> [What you are asked to do]
Scan the entries below and return each line that contains "ExecRequest".
::: Data records
//! Derived revenue, cost and profit curves.
//!
//! Two grids are used:
//!
//! - the **scan grid** (`[scan_min, scan_max]`, default `[1, 2000]` × 2000) feeds
//!   break-even detection only, so crossings are found over the same reference
//!   range whatever window the user plots
//! - the **display grid** (`[0, q_max]`, default 400 points) feeds the charts and
//!   the max-profit summary
//!
//! Revenue is `P(Q̃) · Q̃` with `Q̃ = safe_quantity(Q)`, so `Q = 0` never reaches the
//! power law. Cost is always evaluated at the true `Q`.

use tracing::debug;

use crate::domain::{ComputeConfig, DisplayCurves, FittedModel, FittedModels, ScanCurves};
use crate::error::AppError;
use crate::math::linspace;
use crate::models::safe_quantity;

/// Total revenue at `q` for a fitted price model.
pub fn total_revenue(price: &FittedModel, q: f64) -> f64 {
    let q = safe_quantity(q);
    price.predict(q) * q
}

/// Revenue and quadratic cost on the fixed break-even scan grid.
pub fn scan_curves(
    quadratic_cost: &FittedModel,
    price: &FittedModel,
    config: &ComputeConfig,
) -> Result<ScanCurves, AppError> {
    let quantity = linspace(config.scan_min, config.scan_max, config.scan_points);
    let revenue: Vec<f64> = quantity.iter().map(|&q| total_revenue(price, q)).collect();
    let cost: Vec<f64> = quantity.iter().map(|&q| quadratic_cost.predict(q)).collect();

    ensure_finite("scan revenue", &revenue)?;
    ensure_finite("scan cost", &cost)?;

    Ok(ScanCurves {
        quantity,
        revenue,
        cost,
    })
}

/// All display series over `[0, q_max]`.
pub fn display_curves(fits: &FittedModels, q_max: f64, config: &ComputeConfig) -> Result<DisplayCurves, AppError> {
    let quantity = linspace(0.0, q_max, config.display_points);

    let price: Vec<f64> = quantity.iter().map(|&q| fits.price.predict(q)).collect();
    let revenue: Vec<f64> = quantity.iter().map(|&q| total_revenue(&fits.price, q)).collect();
    let cost_linear: Vec<f64> = quantity.iter().map(|&q| fits.linear_cost.predict(q)).collect();
    let cost_quadratic: Vec<f64> = quantity.iter().map(|&q| fits.quadratic_cost.predict(q)).collect();
    let profit: Vec<f64> = revenue
        .iter()
        .zip(&cost_quadratic)
        .map(|(tr, tc)| tr - tc)
        .collect();

    ensure_finite("price", &price)?;
    ensure_finite("revenue", &revenue)?;
    ensure_finite("linear cost", &cost_linear)?;
    ensure_finite("quadratic cost", &cost_quadratic)?;
    ensure_finite("profit", &profit)?;

    debug!(points = quantity.len(), q_max, "display curves simulated");

    Ok(DisplayCurves {
        quantity,
        price,
        revenue,
        cost_linear,
        cost_quadratic,
        profit,
    })
}

fn ensure_finite(name: &str, values: &[f64]) -> Result<(), AppError> {
    match values.iter().position(|v| !v.is_finite()) {
        Some(idx) => Err(AppError::Compute(format!(
            "{name} is not finite at grid index {idx} ({})",
            values[idx]
        ))),
        None => Ok(()),
    }
}
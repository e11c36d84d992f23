//! `exec` JSON-RPC route group: create, check and resize sessions.

use std::sync::Arc;

use mexec_protocol::RpcError;
use mexec_topics::{ATTR_BEARER_TOKEN, METHOD_EXEC_CHECK, METHOD_EXEC_CREATE, METHOD_EXEC_RESIZE};
use serde::Deserialize;
use serde_json::{json, Value};
use tracing::{debug, warn};

use crate::exec::{ExecBackend, ExecError, ExecRequest, SessionId, SessionRegistry};
use crate::rpc::{decode_params, CallContext, Route, RoutesGroup};

pub(crate) const GROUP: &str = "exec";

#[derive(Clone)]
struct ExecApi {
    sessions: Arc<SessionRegistry>,
    backend: Arc<dyn ExecBackend>,
    require_token: bool,
}

#[derive(Deserialize)]
struct SessionRef {
    id: String,
}

#[derive(Deserialize)]
struct ResizeParams {
    id: String,
    cols: u16,
    rows: u16,
}

pub(crate) fn routes(
    sessions: Arc<SessionRegistry>,
    backend: Arc<dyn ExecBackend>,
    require_token: bool,
) -> RoutesGroup {
    let api = ExecApi {
        sessions,
        backend,
        require_token,
    };
    let create = api.clone();
    let check = api.clone();
    let resize = api;
    RoutesGroup {
        name: GROUP,
        routes: vec![
            Route::new(METHOD_EXEC_CREATE, move |ctx, params| {
                let api = create.clone();
                async move { api.create(ctx, params).await }
            }),
            Route::new(METHOD_EXEC_CHECK, move |ctx, params| {
                let api = check.clone();
                async move { api.check(ctx, params) }
            }),
            Route::new(METHOD_EXEC_RESIZE, move |ctx, params| {
                let api = resize.clone();
                async move { api.resize(ctx, params) }
            }),
        ],
    }
}

impl ExecApi {
    fn authorize(&self, ctx: &CallContext) -> Result<(), RpcError> {
        if !self.require_token {
            return Ok(());
        }
        match ctx.tunnel.attribute(ATTR_BEARER_TOKEN) {
            Some(token) if !token.is_empty() => Ok(()),
            _ => {
                warn!(tunnel = %ctx.tunnel.id(), "exec call without credential");
                Err(RpcError::unauthorized())
            }
        }
    }

    async fn create(&self, ctx: CallContext, params: Value) -> Result<Value, RpcError> {
        self.authorize(&ctx)?;
        let request: ExecRequest = decode_params(params)?;
        let session = self
            .sessions
            .create(request)
            .map_err(|err| RpcError::invalid_params(err.to_string()))?;
        debug!(tunnel = %ctx.tunnel.id(), session = %session.id(), "exec create");
        self.backend
            .start(session.clone())
            .await
            .map_err(|err| exec_failed(session.id(), err))?;
        Ok(json!({ "id": session.id() }))
    }

    fn check(&self, ctx: CallContext, params: Value) -> Result<Value, RpcError> {
        self.authorize(&ctx)?;
        let SessionRef { id } = decode_params(params)?;
        let session = self
            .sessions
            .get(&SessionId::from(id.as_str()))
            .ok_or_else(|| session_not_found(&id))?;
        let (cols, rows) = session.size();
        Ok(json!({
            "id": session.id(),
            "status": session.status(),
            "cols": cols,
            "rows": rows,
        }))
    }

    fn resize(&self, ctx: CallContext, params: Value) -> Result<Value, RpcError> {
        self.authorize(&ctx)?;
        let ResizeParams { id, cols, rows } = decode_params(params)?;
        let session = self
            .sessions
            .get(&SessionId::from(id.as_str()))
            .ok_or_else(|| session_not_found(&id))?;
        session
            .resize(cols, rows)
            .map_err(|err| RpcError::invalid_params(err.to_string()))?;
        Ok(json!({ "id": session.id(), "text": "resized" }))
    }
}

fn session_not_found(id: &str) -> RpcError {
    RpcError::new(RpcError::SESSION_NOT_FOUND, format!("exec session '{id}' not found"))
}

fn exec_failed(id: &SessionId, err: ExecError) -> RpcError {
    RpcError::new(RpcError::EXEC_FAILED, err.to_string()).with_data(json!({ "id": id }))
}
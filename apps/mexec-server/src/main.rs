use anyhow::Context as _;
use tracing::{error, info};

mod admission;
mod app_state;
mod attach;
mod bootstrap;
mod bridge;
pub mod config;
mod exec;
mod exec_api;
mod identity;
mod responses;
mod router;
mod rpc;
#[cfg(test)]
mod test_support;
mod tunnel;

pub(crate) use app_state::AppState;

#[tokio::main]
async fn main() {
    mexec_otel::init();

    let config = match config::ServerConfig::from_env() {
        Ok(cfg) => cfg,
        Err(err) => {
            eprintln!("error: {err}");
            std::process::exit(2);
        }
    };
    config.log_summary();

    if let Err(err) = run(config).await {
        error!("fatal: {err:#}");
        std::process::exit(1);
    }
}

async fn run(config: config::ServerConfig) -> anyhow::Result<()> {
    let addr = config.addr;
    let concurrency_limit = config.concurrency_limit;
    let bootstrap::BootstrapOutput { router, state } =
        bootstrap::build(config).context("bootstrap")?;

    let app = bootstrap::attach_http_layers(router, state.clone(), concurrency_limit);
    let listener = tokio::net::TcpListener::bind(addr)
        .await
        .with_context(|| format!("bind server socket {addr}"))?;
    info!(%addr, "mexec listening");

    let server = axum::serve(listener, app).with_graceful_shutdown(shutdown_signal());
    if let Err(err) = server.await {
        error!("http server exited with error: {err}");
    }

    info!(tunnels = state.tunnels().len(), "closing live tunnels");
    state.tunnels().close_all().await;
    state.bus().shutdown();
    Ok(())
}

async fn shutdown_signal() {
    info!("shutdown signal listener active");
    #[cfg(unix)]
    {
        use tokio::signal::unix::{signal, SignalKind};

        match signal(SignalKind::terminate()) {
            Ok(mut term) => {
                tokio::select! {
                    _ = tokio::signal::ctrl_c() => {},
                    _ = term.recv() => {},
                }
            }
            Err(err) => {
                error!(%err, "failed to install SIGTERM handler; waiting for ctrl-c only");
                let _ = tokio::signal::ctrl_c().await;
            }
        }
    }

    #[cfg(not(unix))]
    {
        let _ = tokio::signal::ctrl_c().await;
    }

    info!("shutdown signal received");
}
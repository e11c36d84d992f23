//! Ownership check tying a forwarded username to the running workspace.
//!
//! The verifier fails closed: any directory error, timeout or missing context
//! is a denial. The target workspace comes from configuration only, never from
//! the request.

use std::path::Path;
use std::sync::Arc;
use std::time::Duration;

use async_trait::async_trait;
use k8s_openapi::api::core::v1::Pod;
use kube::api::{Api, ListParams};
use kube::Client;
use tracing::{debug, info, warn};

use crate::config::ServerConfig;

const RUNNING_PHASE_SELECTOR: &str = "status.phase=Running";

#[derive(Debug, thiserror::Error)]
pub(crate) enum DirectoryError {
    #[error("workload directory unavailable: {0}")]
    Unavailable(String),
    #[error("workload directory query failed: {0}")]
    Query(String),
}

#[derive(Debug, thiserror::Error)]
pub(crate) enum NamespaceError {
    #[error("failed to read namespace file {path}: {source}")]
    Read {
        path: String,
        #[source]
        source: std::io::Error,
    },
    #[error("namespace file {0} is empty")]
    Empty(String),
}

#[derive(Clone, Debug, PartialEq, Eq)]
pub(crate) struct InstanceQuery {
    pub namespace: String,
    pub label_selector: String,
    pub field_selector: String,
}

#[derive(Clone, Debug, PartialEq, Eq)]
pub(crate) struct WorkloadRecord {
    pub name: String,
    pub owner: Option<String>,
}

/// Lookup of workload instances by label and phase.
#[async_trait]
pub(crate) trait WorkloadDirectory: Send + Sync {
    async fn running_instances(
        &self,
        query: &InstanceQuery,
    ) -> Result<Vec<WorkloadRecord>, DirectoryError>;
}

/// Pod listing through the in-cluster Kubernetes API.
pub(crate) struct KubeDirectory {
    client: tokio::sync::OnceCell<Client>,
    owner_annotation: String,
}

impl KubeDirectory {
    pub fn new(owner_annotation: impl Into<String>) -> Self {
        Self {
            client: tokio::sync::OnceCell::new(),
            owner_annotation: owner_annotation.into(),
        }
    }

    // Connect lazily and retry on the next call if credentials are not usable yet.
    async fn client(&self) -> Result<&Client, DirectoryError> {
        self.client
            .get_or_try_init(|| async {
                Client::try_default()
                    .await
                    .map_err(|err| DirectoryError::Unavailable(err.to_string()))
            })
            .await
    }
}

#[async_trait]
impl WorkloadDirectory for KubeDirectory {
    async fn running_instances(
        &self,
        query: &InstanceQuery,
    ) -> Result<Vec<WorkloadRecord>, DirectoryError> {
        let client = self.client().await?;
        let pods: Api<Pod> = Api::namespaced(client.clone(), &query.namespace);
        let params = ListParams::default()
            .labels(&query.label_selector)
            .fields(&query.field_selector);
        let list = pods
            .list(&params)
            .await
            .map_err(|err| DirectoryError::Query(err.to_string()))?;
        Ok(list
            .items
            .into_iter()
            .map(|pod| WorkloadRecord {
                owner: pod
                    .metadata
                    .annotations
                    .as_ref()
                    .and_then(|annotations| annotations.get(&self.owner_annotation).cloned()),
                name: pod.metadata.name.unwrap_or_default(),
            })
            .collect())
    }
}

/// Read the execution namespace. Callers treat failure as fatal.
pub(crate) fn read_namespace(path: &Path) -> Result<String, NamespaceError> {
    let raw = std::fs::read_to_string(path).map_err(|source| NamespaceError::Read {
        path: path.display().to_string(),
        source,
    })?;
    let namespace = raw.trim();
    if namespace.is_empty() {
        return Err(NamespaceError::Empty(path.display().to_string()));
    }
    Ok(namespace.to_string())
}

pub(crate) struct IdentityVerifier {
    directory: Arc<dyn WorkloadDirectory>,
    namespace: String,
    workspace_id: Option<String>,
    workspace_label: String,
    timeout: Duration,
}

impl IdentityVerifier {
    pub fn new(
        directory: Arc<dyn WorkloadDirectory>,
        namespace: String,
        config: &ServerConfig,
    ) -> Self {
        Self {
            directory,
            namespace,
            workspace_id: config.workspace_id.clone(),
            workspace_label: config.workspace_label.clone(),
            timeout: config.directory_timeout,
        }
    }

    /// True iff a running instance of the configured workspace is owned by `username`.
    pub async fn verify(&self, username: &str) -> bool {
        if username.is_empty() {
            debug!("refusing ownership check for empty username");
            return false;
        }
        let Some(workspace_id) = self.workspace_id.as_deref() else {
            warn!("workspace id not configured; ownership check denied");
            return false;
        };

        let query = InstanceQuery {
            namespace: self.namespace.clone(),
            label_selector: format!("{}={}", self.workspace_label, workspace_id),
            field_selector: RUNNING_PHASE_SELECTOR.to_string(),
        };

        let records =
            match tokio::time::timeout(self.timeout, self.directory.running_instances(&query))
                .await
            {
                Ok(Ok(records)) => records,
                Ok(Err(err)) => {
                    warn!(%err, namespace = %query.namespace, "ownership lookup failed; denying");
                    return false;
                }
                Err(_) => {
                    warn!(
                        timeout_secs = self.timeout.as_secs(),
                        namespace = %query.namespace,
                        "ownership lookup timed out; denying"
                    );
                    return false;
                }
            };

        match records
            .iter()
            .find(|record| record.owner.as_deref() == Some(username))
        {
            Some(record) => {
                info!(instance = %record.name, "user matches workspace owner");
                true
            }
            None => {
                debug!(instances = records.len(), "no running instance owned by user");
                false
            }
        }
    }
}
use std::sync::Arc;

use mexec_events::Bus;
use tracing::info;

use crate::{
    app_state::AppState,
    config::ServerConfig,
    exec::{ExecBackend, ProcessBackend, SessionRegistry},
    exec_api,
    identity::{self, IdentityVerifier, KubeDirectory, NamespaceError},
    router::build_router,
    rpc::{RegistryError, RouteTable},
};

#[derive(Debug, thiserror::Error)]
pub(crate) enum BootstrapError {
    #[error(transparent)]
    Namespace(#[from] NamespaceError),
    #[error("route registry: {0}")]
    Routes(#[from] RegistryError),
}

pub(crate) struct BootstrapOutput {
    pub router: axum::Router<AppState>,
    pub state: AppState,
}

/// Production wiring: kube-backed ownership checks and a process backend.
pub(crate) fn build(config: ServerConfig) -> Result<BootstrapOutput, BootstrapError> {
    let bus = Bus::new();
    let verifier = if config.use_bearer_token {
        let namespace = identity::read_namespace(&config.namespace_file)?;
        info!(%namespace, "bearer enforcement enabled");
        let directory = Arc::new(KubeDirectory::new(config.owner_annotation.clone()));
        Some(Arc::new(IdentityVerifier::new(directory, namespace, &config)))
    } else {
        None
    };
    let backend: Arc<dyn ExecBackend> = Arc::new(ProcessBackend::new(bus.clone()));
    assemble(config, bus, verifier, backend)
}

/// Composes the route table and state from already-built parts.
pub(crate) fn assemble(
    config: ServerConfig,
    bus: Bus,
    verifier: Option<Arc<IdentityVerifier>>,
    backend: Arc<dyn ExecBackend>,
) -> Result<BootstrapOutput, BootstrapError> {
    let sessions = Arc::new(SessionRegistry::new(config.output_replay));
    let routes = RouteTable::compose(vec![exec_api::routes(
        sessions.clone(),
        backend,
        config.use_bearer_token,
    )])?;
    routes.log_routes();

    let mut builder = AppState::builder(config, bus, routes).with_sessions(sessions);
    if let Some(verifier) = verifier {
        builder = builder.with_verifier(verifier);
    }
    let state = builder.build();

    let (router, endpoints) = build_router();
    info!(endpoints = ?endpoints, "http routes registered");
    Ok(BootstrapOutput { router, state })
}

pub(crate) fn attach_http_layers(
    router: axum::Router<AppState>,
    state: AppState,
    concurrency_limit: usize,
) -> axum::Router<()> {
    use tower::limit::ConcurrencyLimitLayer;
    use tower_http::trace::TraceLayer;

    router
        .with_state::<()>(state)
        .layer(TraceLayer::new_for_http())
        .layer(ConcurrencyLimitLayer::new(concurrency_limit))
}
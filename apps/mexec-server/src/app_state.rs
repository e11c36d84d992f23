use std::sync::Arc;

use mexec_events::Bus;

use crate::config::ServerConfig;
use crate::exec::SessionRegistry;
use crate::identity::IdentityVerifier;
use crate::rpc::RouteTable;
use crate::tunnel::TunnelRegistry;

#[derive(Clone)]
pub(crate) struct AppState {
    config: Arc<ServerConfig>,
    bus: Bus,
    verifier: Option<Arc<IdentityVerifier>>,
    routes: Arc<RouteTable>,
    tunnels: Arc<TunnelRegistry>,
    sessions: Arc<SessionRegistry>,
}

impl AppState {
    pub fn builder(config: ServerConfig, bus: Bus, routes: RouteTable) -> AppStateBuilder {
        AppStateBuilder {
            config,
            bus,
            routes,
            verifier: None,
            sessions: None,
        }
    }

    pub fn config(&self) -> &ServerConfig {
        &self.config
    }

    pub fn bus(&self) -> &Bus {
        &self.bus
    }

    /// Present whenever bearer enforcement is on.
    pub fn verifier(&self) -> Option<&Arc<IdentityVerifier>> {
        self.verifier.as_ref()
    }

    pub fn routes(&self) -> Arc<RouteTable> {
        self.routes.clone()
    }

    pub fn tunnels(&self) -> &Arc<TunnelRegistry> {
        &self.tunnels
    }

    pub fn sessions(&self) -> &Arc<SessionRegistry> {
        &self.sessions
    }
}

pub(crate) struct AppStateBuilder {
    config: ServerConfig,
    bus: Bus,
    routes: RouteTable,
    verifier: Option<Arc<IdentityVerifier>>,
    sessions: Option<Arc<SessionRegistry>>,
}

impl AppStateBuilder {
    pub fn with_verifier(mut self, verifier: Arc<IdentityVerifier>) -> Self {
        self.verifier = Some(verifier);
        self
    }

    pub fn with_sessions(mut self, sessions: Arc<SessionRegistry>) -> Self {
        self.sessions = Some(sessions);
        self
    }

    pub fn build(self) -> AppState {
        let sessions = self
            .sessions
            .unwrap_or_else(|| Arc::new(SessionRegistry::new(self.config.output_replay)));
        AppState {
            config: Arc::new(self.config),
            bus: self.bus,
            verifier: self.verifier,
            routes: Arc::new(self.routes),
            tunnels: Arc::new(TunnelRegistry::default()),
            sessions,
        }
    }
}
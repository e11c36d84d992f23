use axum::{http::StatusCode, response::IntoResponse, Json};
use mexec_protocol::ProblemDetails;

pub fn problem_response(
    status: StatusCode,
    title: &str,
    detail: Option<&str>,
) -> axum::response::Response {
    let body = ProblemDetails {
        r#type: "about:blank".into(),
        title: title.into(),
        status: status.as_u16(),
        detail: detail.map(str::to_string),
        instance: None,
        trace_id: None,
        code: None,
    };
    (status, Json(body)).into_response()
}

/// Generic admission rejections; never say which check failed.
pub fn unauthorized() -> axum::response::Response {
    problem_response(StatusCode::UNAUTHORIZED, "Unauthorized", None)
}

pub fn forbidden() -> axum::response::Response {
    problem_response(StatusCode::FORBIDDEN, "Forbidden", None)
}

pub fn not_found(detail: &str) -> axum::response::Response {
    problem_response(StatusCode::NOT_FOUND, "Not Found", Some(detail))
}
::::::
> [Response]
use crate::exec::{ExecBackend, ExecError, ExecRequest, SessionId, SessionRegistry};
        let request: ExecRequest = decode_params(params)?;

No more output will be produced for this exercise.